■ Assignment
Scan the entries and copy each line where the word "TestHarness" is present.

[Stored entries]
####

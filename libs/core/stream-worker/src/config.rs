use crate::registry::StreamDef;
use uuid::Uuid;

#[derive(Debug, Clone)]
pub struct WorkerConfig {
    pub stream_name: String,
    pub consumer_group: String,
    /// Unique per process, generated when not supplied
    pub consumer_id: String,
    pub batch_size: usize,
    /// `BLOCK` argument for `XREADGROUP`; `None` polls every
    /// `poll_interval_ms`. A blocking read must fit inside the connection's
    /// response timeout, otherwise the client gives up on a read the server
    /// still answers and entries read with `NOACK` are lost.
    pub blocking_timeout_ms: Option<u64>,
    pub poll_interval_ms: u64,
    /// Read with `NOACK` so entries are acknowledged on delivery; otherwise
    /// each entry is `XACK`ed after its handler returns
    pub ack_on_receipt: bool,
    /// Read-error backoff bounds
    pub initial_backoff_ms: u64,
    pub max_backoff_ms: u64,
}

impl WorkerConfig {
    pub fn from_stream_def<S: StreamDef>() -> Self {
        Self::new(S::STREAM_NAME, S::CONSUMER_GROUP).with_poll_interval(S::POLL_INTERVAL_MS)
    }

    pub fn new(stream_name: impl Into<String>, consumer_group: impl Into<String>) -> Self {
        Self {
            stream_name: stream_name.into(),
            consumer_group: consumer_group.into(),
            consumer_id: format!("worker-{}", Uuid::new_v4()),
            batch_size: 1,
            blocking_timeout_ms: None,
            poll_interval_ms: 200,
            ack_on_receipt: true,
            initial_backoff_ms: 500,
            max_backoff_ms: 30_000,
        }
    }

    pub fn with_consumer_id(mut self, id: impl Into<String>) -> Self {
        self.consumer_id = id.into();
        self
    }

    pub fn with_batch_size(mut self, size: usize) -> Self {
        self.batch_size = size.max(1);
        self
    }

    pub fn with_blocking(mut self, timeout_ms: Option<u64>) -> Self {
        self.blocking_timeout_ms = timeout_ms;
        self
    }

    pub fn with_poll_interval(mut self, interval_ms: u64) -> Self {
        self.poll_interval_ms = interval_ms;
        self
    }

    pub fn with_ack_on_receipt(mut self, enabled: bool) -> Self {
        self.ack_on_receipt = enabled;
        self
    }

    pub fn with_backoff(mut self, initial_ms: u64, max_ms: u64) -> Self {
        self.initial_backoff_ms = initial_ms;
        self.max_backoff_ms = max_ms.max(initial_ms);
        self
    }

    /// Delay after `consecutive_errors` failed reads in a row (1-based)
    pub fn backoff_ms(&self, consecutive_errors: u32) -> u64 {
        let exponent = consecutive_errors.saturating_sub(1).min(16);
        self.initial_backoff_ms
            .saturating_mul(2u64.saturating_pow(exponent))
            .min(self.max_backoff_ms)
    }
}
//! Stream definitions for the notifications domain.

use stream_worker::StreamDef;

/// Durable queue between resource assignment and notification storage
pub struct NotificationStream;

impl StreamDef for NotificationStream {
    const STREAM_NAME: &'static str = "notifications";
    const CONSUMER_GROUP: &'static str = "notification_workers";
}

####

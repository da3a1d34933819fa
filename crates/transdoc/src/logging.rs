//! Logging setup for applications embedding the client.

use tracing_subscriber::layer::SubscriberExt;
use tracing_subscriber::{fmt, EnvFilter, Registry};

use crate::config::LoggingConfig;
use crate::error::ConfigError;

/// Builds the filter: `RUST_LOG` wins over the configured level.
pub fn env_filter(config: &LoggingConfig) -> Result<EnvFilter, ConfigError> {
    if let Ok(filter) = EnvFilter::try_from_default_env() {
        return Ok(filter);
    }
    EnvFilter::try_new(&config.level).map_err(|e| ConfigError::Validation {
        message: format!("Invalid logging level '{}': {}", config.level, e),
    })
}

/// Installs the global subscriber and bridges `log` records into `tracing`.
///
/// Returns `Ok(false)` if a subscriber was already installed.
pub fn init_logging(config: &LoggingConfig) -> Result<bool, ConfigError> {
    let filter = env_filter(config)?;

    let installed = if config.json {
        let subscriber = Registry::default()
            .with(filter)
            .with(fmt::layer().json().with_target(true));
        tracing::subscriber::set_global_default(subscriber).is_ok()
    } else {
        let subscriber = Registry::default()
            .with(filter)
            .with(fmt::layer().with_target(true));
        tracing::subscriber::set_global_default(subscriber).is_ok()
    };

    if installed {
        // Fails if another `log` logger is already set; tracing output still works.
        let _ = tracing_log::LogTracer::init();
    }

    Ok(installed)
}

####

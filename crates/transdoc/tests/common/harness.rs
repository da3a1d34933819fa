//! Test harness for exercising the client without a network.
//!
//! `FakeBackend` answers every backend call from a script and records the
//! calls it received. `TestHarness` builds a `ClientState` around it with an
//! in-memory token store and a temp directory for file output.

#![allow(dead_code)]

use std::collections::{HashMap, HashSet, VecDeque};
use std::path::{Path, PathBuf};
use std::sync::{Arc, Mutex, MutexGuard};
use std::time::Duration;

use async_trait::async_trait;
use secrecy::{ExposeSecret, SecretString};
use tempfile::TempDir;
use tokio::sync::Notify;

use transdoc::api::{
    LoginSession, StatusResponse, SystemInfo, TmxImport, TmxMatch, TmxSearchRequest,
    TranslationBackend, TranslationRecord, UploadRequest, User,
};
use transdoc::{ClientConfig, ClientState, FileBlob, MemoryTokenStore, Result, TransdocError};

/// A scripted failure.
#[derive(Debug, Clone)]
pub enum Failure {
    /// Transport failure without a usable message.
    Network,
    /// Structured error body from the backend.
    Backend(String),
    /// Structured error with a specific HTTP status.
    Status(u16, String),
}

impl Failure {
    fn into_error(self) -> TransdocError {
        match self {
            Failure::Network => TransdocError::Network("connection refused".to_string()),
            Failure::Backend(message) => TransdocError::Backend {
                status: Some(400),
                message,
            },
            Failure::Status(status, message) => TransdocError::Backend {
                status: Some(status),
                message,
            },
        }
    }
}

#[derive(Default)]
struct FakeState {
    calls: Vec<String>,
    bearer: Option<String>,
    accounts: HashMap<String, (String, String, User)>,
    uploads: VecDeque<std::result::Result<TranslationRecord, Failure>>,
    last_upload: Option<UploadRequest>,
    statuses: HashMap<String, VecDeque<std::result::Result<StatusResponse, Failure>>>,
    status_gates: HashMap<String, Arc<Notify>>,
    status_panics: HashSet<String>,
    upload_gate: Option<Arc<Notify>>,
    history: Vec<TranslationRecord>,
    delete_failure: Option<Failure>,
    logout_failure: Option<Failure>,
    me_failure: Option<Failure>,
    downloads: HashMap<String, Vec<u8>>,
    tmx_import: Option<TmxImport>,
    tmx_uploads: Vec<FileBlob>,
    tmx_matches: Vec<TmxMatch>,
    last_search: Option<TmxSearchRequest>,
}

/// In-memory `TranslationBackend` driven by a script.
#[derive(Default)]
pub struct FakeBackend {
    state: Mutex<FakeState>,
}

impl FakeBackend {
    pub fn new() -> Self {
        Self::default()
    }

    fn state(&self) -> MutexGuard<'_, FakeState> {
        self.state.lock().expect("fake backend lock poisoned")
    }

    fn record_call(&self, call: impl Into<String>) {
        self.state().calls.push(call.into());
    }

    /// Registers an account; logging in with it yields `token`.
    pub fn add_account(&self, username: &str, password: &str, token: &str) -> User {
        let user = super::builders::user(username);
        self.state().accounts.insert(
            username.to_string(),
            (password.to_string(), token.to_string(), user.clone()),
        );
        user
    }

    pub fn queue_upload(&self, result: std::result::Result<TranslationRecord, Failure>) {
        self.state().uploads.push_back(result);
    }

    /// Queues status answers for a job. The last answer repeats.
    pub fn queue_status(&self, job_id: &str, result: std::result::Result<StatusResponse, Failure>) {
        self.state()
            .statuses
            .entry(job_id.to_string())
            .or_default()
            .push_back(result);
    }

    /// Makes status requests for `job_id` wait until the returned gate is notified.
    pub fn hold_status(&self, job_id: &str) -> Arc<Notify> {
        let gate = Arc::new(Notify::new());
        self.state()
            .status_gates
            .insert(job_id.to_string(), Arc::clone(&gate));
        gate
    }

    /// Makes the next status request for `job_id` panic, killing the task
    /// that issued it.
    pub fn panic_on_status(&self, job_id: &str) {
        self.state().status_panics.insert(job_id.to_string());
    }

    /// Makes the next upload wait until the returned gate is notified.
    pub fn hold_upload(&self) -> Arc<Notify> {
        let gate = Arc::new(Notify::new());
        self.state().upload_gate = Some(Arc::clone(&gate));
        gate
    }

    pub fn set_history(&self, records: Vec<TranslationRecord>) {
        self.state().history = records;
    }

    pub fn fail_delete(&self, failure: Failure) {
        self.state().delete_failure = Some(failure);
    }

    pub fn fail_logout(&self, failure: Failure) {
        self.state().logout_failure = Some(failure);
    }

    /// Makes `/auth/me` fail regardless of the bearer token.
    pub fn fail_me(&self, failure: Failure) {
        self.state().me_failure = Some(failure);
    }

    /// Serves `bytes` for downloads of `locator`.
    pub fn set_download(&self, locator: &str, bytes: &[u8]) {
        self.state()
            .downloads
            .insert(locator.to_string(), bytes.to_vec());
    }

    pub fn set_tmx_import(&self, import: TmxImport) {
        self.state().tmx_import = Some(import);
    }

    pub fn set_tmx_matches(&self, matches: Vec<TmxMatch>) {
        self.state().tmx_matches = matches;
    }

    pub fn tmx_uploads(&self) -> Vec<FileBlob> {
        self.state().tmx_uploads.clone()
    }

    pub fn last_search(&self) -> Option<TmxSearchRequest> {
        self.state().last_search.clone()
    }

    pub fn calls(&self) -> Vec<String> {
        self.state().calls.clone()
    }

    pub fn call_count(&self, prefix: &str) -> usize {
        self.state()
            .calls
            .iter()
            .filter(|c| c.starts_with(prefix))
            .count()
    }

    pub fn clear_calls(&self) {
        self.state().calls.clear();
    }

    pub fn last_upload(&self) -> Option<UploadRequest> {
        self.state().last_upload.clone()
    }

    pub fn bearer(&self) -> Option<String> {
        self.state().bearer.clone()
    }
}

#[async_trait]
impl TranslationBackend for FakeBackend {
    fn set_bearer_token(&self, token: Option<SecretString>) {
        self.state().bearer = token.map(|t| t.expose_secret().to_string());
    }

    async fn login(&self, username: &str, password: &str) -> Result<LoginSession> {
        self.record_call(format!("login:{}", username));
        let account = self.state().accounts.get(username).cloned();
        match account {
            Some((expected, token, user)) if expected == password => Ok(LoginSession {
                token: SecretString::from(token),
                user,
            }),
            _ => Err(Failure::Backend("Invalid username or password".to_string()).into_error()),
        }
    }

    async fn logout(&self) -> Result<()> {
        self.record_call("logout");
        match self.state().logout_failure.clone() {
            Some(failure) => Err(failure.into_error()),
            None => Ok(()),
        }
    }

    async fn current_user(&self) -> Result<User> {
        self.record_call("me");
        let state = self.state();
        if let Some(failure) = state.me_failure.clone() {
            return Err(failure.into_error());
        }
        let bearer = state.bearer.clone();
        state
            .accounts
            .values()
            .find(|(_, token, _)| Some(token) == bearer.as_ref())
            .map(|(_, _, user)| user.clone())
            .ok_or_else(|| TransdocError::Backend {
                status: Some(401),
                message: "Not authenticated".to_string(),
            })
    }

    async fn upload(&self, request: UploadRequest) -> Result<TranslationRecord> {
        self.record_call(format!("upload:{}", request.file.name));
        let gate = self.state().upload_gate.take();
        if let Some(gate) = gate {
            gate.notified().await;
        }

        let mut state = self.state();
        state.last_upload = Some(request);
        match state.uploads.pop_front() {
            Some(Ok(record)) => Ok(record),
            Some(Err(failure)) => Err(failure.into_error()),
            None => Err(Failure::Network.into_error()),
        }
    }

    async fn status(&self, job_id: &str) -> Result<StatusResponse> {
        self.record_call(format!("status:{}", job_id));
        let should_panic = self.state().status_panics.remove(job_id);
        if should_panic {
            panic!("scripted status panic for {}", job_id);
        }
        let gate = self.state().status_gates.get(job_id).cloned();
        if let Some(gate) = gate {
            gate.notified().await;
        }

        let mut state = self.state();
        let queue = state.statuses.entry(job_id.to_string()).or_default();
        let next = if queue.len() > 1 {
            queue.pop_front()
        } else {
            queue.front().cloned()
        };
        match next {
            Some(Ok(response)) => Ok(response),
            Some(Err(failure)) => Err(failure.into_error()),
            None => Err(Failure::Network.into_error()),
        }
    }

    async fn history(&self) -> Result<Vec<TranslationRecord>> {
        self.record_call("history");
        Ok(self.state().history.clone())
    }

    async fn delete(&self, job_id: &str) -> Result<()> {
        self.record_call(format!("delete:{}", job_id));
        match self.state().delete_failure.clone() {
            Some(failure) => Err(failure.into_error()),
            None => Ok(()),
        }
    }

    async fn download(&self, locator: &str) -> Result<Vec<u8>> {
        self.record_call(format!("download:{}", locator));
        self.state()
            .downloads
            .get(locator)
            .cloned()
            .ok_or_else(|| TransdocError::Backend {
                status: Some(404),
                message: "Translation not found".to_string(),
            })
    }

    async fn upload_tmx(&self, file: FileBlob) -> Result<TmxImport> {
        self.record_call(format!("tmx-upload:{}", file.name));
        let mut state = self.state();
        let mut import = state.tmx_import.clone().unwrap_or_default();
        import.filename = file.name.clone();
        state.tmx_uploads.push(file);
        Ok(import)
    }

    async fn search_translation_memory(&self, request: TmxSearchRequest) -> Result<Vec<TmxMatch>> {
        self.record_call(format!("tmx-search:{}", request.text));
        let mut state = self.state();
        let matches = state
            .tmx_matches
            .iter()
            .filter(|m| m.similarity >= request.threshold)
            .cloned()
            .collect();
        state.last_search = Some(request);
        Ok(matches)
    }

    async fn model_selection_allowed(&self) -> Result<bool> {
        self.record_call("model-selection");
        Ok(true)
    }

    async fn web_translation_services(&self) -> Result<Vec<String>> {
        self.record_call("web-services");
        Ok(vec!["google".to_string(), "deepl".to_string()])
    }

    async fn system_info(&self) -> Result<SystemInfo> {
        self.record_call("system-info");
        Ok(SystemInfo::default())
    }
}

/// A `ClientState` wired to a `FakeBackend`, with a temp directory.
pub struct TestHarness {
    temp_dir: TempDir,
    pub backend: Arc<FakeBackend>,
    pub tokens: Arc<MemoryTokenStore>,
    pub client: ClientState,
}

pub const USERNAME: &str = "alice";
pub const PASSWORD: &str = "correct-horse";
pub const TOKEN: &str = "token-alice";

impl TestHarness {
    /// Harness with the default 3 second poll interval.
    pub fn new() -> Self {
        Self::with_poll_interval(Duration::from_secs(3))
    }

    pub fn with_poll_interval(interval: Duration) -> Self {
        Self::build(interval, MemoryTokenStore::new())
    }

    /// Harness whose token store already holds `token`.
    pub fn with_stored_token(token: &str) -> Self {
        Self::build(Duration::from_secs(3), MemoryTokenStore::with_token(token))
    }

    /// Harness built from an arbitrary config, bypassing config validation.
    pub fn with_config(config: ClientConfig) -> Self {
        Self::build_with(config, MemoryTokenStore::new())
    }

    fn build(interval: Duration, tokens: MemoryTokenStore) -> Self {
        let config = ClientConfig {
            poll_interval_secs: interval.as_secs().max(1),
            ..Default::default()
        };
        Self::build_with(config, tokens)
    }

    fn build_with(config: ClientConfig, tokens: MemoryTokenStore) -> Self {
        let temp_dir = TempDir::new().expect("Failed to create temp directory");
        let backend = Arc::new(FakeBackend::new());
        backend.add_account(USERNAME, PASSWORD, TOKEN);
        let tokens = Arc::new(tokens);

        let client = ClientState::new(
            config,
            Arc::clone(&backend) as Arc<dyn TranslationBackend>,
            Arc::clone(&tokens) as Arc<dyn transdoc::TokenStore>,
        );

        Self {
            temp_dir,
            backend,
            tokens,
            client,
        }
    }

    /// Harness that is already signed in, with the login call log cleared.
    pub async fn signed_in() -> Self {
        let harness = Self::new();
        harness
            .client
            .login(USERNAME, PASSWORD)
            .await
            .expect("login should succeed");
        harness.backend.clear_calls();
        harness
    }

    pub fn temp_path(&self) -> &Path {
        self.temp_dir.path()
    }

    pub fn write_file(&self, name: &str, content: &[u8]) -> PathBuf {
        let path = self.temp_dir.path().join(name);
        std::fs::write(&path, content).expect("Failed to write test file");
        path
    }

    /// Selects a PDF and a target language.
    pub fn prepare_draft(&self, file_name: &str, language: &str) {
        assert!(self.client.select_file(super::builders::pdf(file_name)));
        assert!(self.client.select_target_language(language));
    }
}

####

■ Result of the exercise
//! calls it received. `TestHarness` builds a `ClientState` around it with an
pub struct TestHarness {
impl TestHarness {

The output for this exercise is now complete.